The first time I got really nervous was at my friend Madeline’s party for her son’s birthday, a large gathering where guests, many of whom I’d known from college, were encouraged to bring their young children. A whole room in the apartment was partitioned, crammed with a musical Jumperoo, a sticky alphabet mat, and something called the “Baby Einstein Activity Center,” a learning toy meant to encourage innovative, complex thought, on which all the babies punched and drooled.
I tried to spend time in the children’s play room, but it was cramped, and no one offered to let me hold their screaming toddler, so I just stood there smiling and nodding and repeating, “what a cutie!” I eventually moved to the buffet table, where I met, Gert, an aggressively tan woman who had just lost her husband to a stroke on the golf course, and a shy aunt named Rhonda who told me, in her barely audible, evaporating voice, that she had been divorced over fifty years before. Rhonda wore large, round glasses and her long hair piled over her face. She carried herself like someone who assumed that even after you’d met her ten times, you’d forget who she was. Gert was bolder, and at two in the afternoon, on her third gin and tonic. She wore a gray flannel ensemble: turtleneck and pants, with chunky, wooden jewelry that clacked loudly every time she moved.
As my friends launched into a hearty version of “Where is Thumbkin?” in the next room, I sat on the couch with Gert and Rhonda, talking about the state of the Democratic party after Bill Clinton.
“The problem for the Democrats is the word `liberal,’ ” Gert said. “It used to mean having a conscience, and now the Republicans are using it to mean `communist,’ as if having affordable health insurance is somehow un-American.”
“Oprah should run for President,” She said, softly. “She’d win easily. Did you see her show on makeovers for women over Fifty?”
“It’s so true,” Gert said. “You can have ten women in a room who don’t have anything in common — religion, race, class, even where they stand on abortion — but they’ll all agree on Oprah.” She pointed her finger at me, her nails painted in a pale salmon. “I’m old enough to be your grandmother, but you and I agree, don’t we?”
“I like her,” I said.
“It’s true,” Rhonda said. “There’s nothing more unifying than Oprah.”
Now the other room was singing, “Old MacDonald,” loud mooing followed by quacking. Two women I knew from college walked toward me, hunched over their little boys, who tumbled forward. They looked alike these young moms — trim and bookish, wearing sweatshirts that could endure spit up and juice spills.

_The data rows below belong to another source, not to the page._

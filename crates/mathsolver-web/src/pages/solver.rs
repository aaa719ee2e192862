//! Solver Page

use leptos::prelude::*;

use crate::api::{self, ChatMessage, ChatReply, Step};
use crate::components::{MessageBubble, StepList};

const MISSING_KEY_MESSAGE: &str = "Please add your Groq API key to continue";

const DEFAULT_QUESTION: &str = "I have 5 bananas and 7 grapes. I eat 2 bananas and give away 3 grapes. Then I buy a dozen apples and 2 packs of blueberries. Each pack of blueberries contains 25 berries. How many total pieces of fruit do I have at the end?";

/// A session is opened once, and only after a key has been entered
fn should_open_session(api_key: &str, opened: bool) -> bool {
    !opened && !api_key.trim().is_empty()
}

#[component]
pub fn SolverPage() -> impl IntoView {
    let (api_key, set_api_key) = signal(String::new());
    let (session_id, set_session_id) = signal(None::<String>);
    let (messages, set_messages) = signal(Vec::<ChatMessage>::new());
    let (question, set_question) = signal(DEFAULT_QUESTION.to_string());
    let (answer, set_answer) = signal(None::<String>);
    let (steps, set_steps) = signal(Vec::<Step>::new());
    let (intermediate, set_intermediate) = signal(String::new());
    let (warning, set_warning) = signal(None::<String>);
    let (error, set_error) = signal(None::<String>);
    let (loading, set_loading) = signal(false);
    let (opened, set_opened) = signal(false);

    // Nothing goes over the wire until a key is present
    Effect::new(move |_| {
        if !should_open_session(&api_key.get(), opened.get_untracked()) {
            return;
        }
        set_opened.set(true);
        leptos::task::spawn_local(async move {
            match api::create_session().await {
                Ok(session) => {
                    set_session_id.set(Some(session.session_id));
                    set_messages.set(session.messages);
                }
                Err(e) => set_error.set(Some(e)),
            }
        });
    });

    let submit = move |_| {
        if loading.get() {
            return;
        }

        set_warning.set(None);
        set_error.set(None);
        set_loading.set(true);

        let key = api_key.get();
        let id = session_id.get();
        let text = question.get();
        leptos::task::spawn_local(async move {
            match api::send_chat(id.as_deref(), &text, &key).await {
                Ok(ChatReply::Warning { session_id, warning, messages }) => {
                    set_session_id.set(Some(session_id));
                    set_messages.set(messages);
                    set_warning.set(Some(warning));
                }
                Ok(ChatReply::Answered {
                    session_id,
                    answer,
                    steps,
                    intermediate_steps,
                    messages,
                }) => {
                    set_session_id.set(Some(session_id));
                    set_messages.set(messages);
                    set_answer.set(Some(answer));
                    set_steps.set(steps);
                    set_intermediate.set(intermediate_steps);
                }
                Err(e) => set_error.set(Some(e)),
            }
            set_loading.set(false);
        });
    };

    let has_key = move || !api_key.get().trim().is_empty();

    view! {
        <div class="solver">
            <aside class="sidebar">
                <h2>"Settings"</h2>
                <div class="field">
                    <label>"Groq API Key"</label>
                    <input
                        type="password"
                        prop:value=move || api_key.get()
                        on:input=move |ev| set_api_key.set(event_target_value(&ev))
                    />
                </div>
            </aside>

            <section class="solver-main">
                <h1>"Text To Math Problem Solver Using Google Gemma 2"</h1>

                <Show
                    when=has_key
                    fallback=|| view! { <div class="info">{MISSING_KEY_MESSAGE}</div> }
                >
                    <div class="messages">
                        <For
                            each=move || messages.get().into_iter().enumerate()
                            key=|(i, msg)| (*i, msg.content.len())
                            children=move |(_, msg)| view! { <MessageBubble message=msg /> }
                        />
                    </div>

                    <div class="input-area">
                        <label>"Enter your question:"</label>
                        <textarea
                            prop:value=move || question.get()
                            on:input=move |ev| set_question.set(event_target_value(&ev))
                        />
                        <button on:click=submit disabled=move || loading.get()>
                            {move || if loading.get() { "Generating response..." } else { "Find my answer" }}
                        </button>
                    </div>

                    {move || warning.get().map(|w| view! { <div class="warning">{w}</div> })}
                    {move || error.get().map(|e| view! { <div class="error">{e}</div> })}

                    {move || {
                        answer
                            .get()
                            .map(|a| {
                                view! {
                                    <div class="response">
                                        <h3>"Response"</h3>
                                        <div class="answer">{a}</div>
                                        <StepList steps=steps.get() />
                                        <div class="intermediate">{intermediate.get()}</div>
                                    </div>
                                }
                            })
                    }}
                </Show>
            </section>
        </div>
    }
}

#[cfg(test)]
mod tests {
    use super::*;

    #[test]
    fn test_no_session_without_key() {
        assert!(!should_open_session("", false));
        assert!(!should_open_session("   ", false));
    }

    #[test]
    fn test_session_opened_once() {
        assert!(should_open_session("gsk_abc", false));
        assert!(!should_open_session("gsk_abcd", true));
    }
}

“Hi,” they both called over.
“Hi,” I called back.
The women continued down the hall. One of the little boys started to cry and his mother scooped him up.
“Who’s a Mr. Whiney puss?” she said, kissing him.
Gert turned to Rhonda. “Do you think I should redo my kitchen or get another face lift?”
The conversation continued until I realized that I felt more comfortable with a widow and an aging divorcee than I did with many people my own age. Once I had viewed women like Gert and Rhonda as “those people,” unlucky women who had somehow found themselves alone, but now I wondered, were “those people” actually “my people?” Had I already become one of “those women” without knowing it? I’d always imagined that ending up alone was a sluggish, steady process, years of ominous warnings that were ignored or even flouted, but now I was starting to think that maybe ending up alone was like getting your wallet stolen. Something that leaves you asking, “Hey, Wait a minute, when did that happen? I was looking the whole time.”
Adding to the problem, when I typed the words “famous unmarried women” into Google, the words “Famous Old Maids” came up, which included a web site called, “Famous Freaks.” Among those mentioned was, “Lucia, the Puppet-Lady,” who was, at one time, the smallest woman in the world, weighing “less than most cats.” She was unmarried, which was how she came up in the search, but was also “surprisingly happy for someone so small” and among the highest-paid midgets of her day. Another web site referred to unmarried women who were “handpicked by God.” As I read on, I realized these women are often referred to as nuns. All of which made me realize that if I were going to be alone for awhile or even longer, I had to find a way to picture it that didn’t involve a traveling sideshow or lifetime vow of chastity.
I decided to take a trip. It wasn’t the romantic getaway I’d dreamed of: the tour of French vineyards, where a Sommelier says, “we enjoy za wine now and zen later time for love. No?” But it was something. I chose a week long bike trip to the Canadian Rockies, riding from Banff to Jasper. For many people, this would have been a refreshing, even challenging exploration of vibrant mountain terrain, but since I learned only to ride a bike three summers ago and still didn’t know how to stop once I was in motion, it had the potential to be the kind of free spirited, good fun that would land me in a full body cast. For life.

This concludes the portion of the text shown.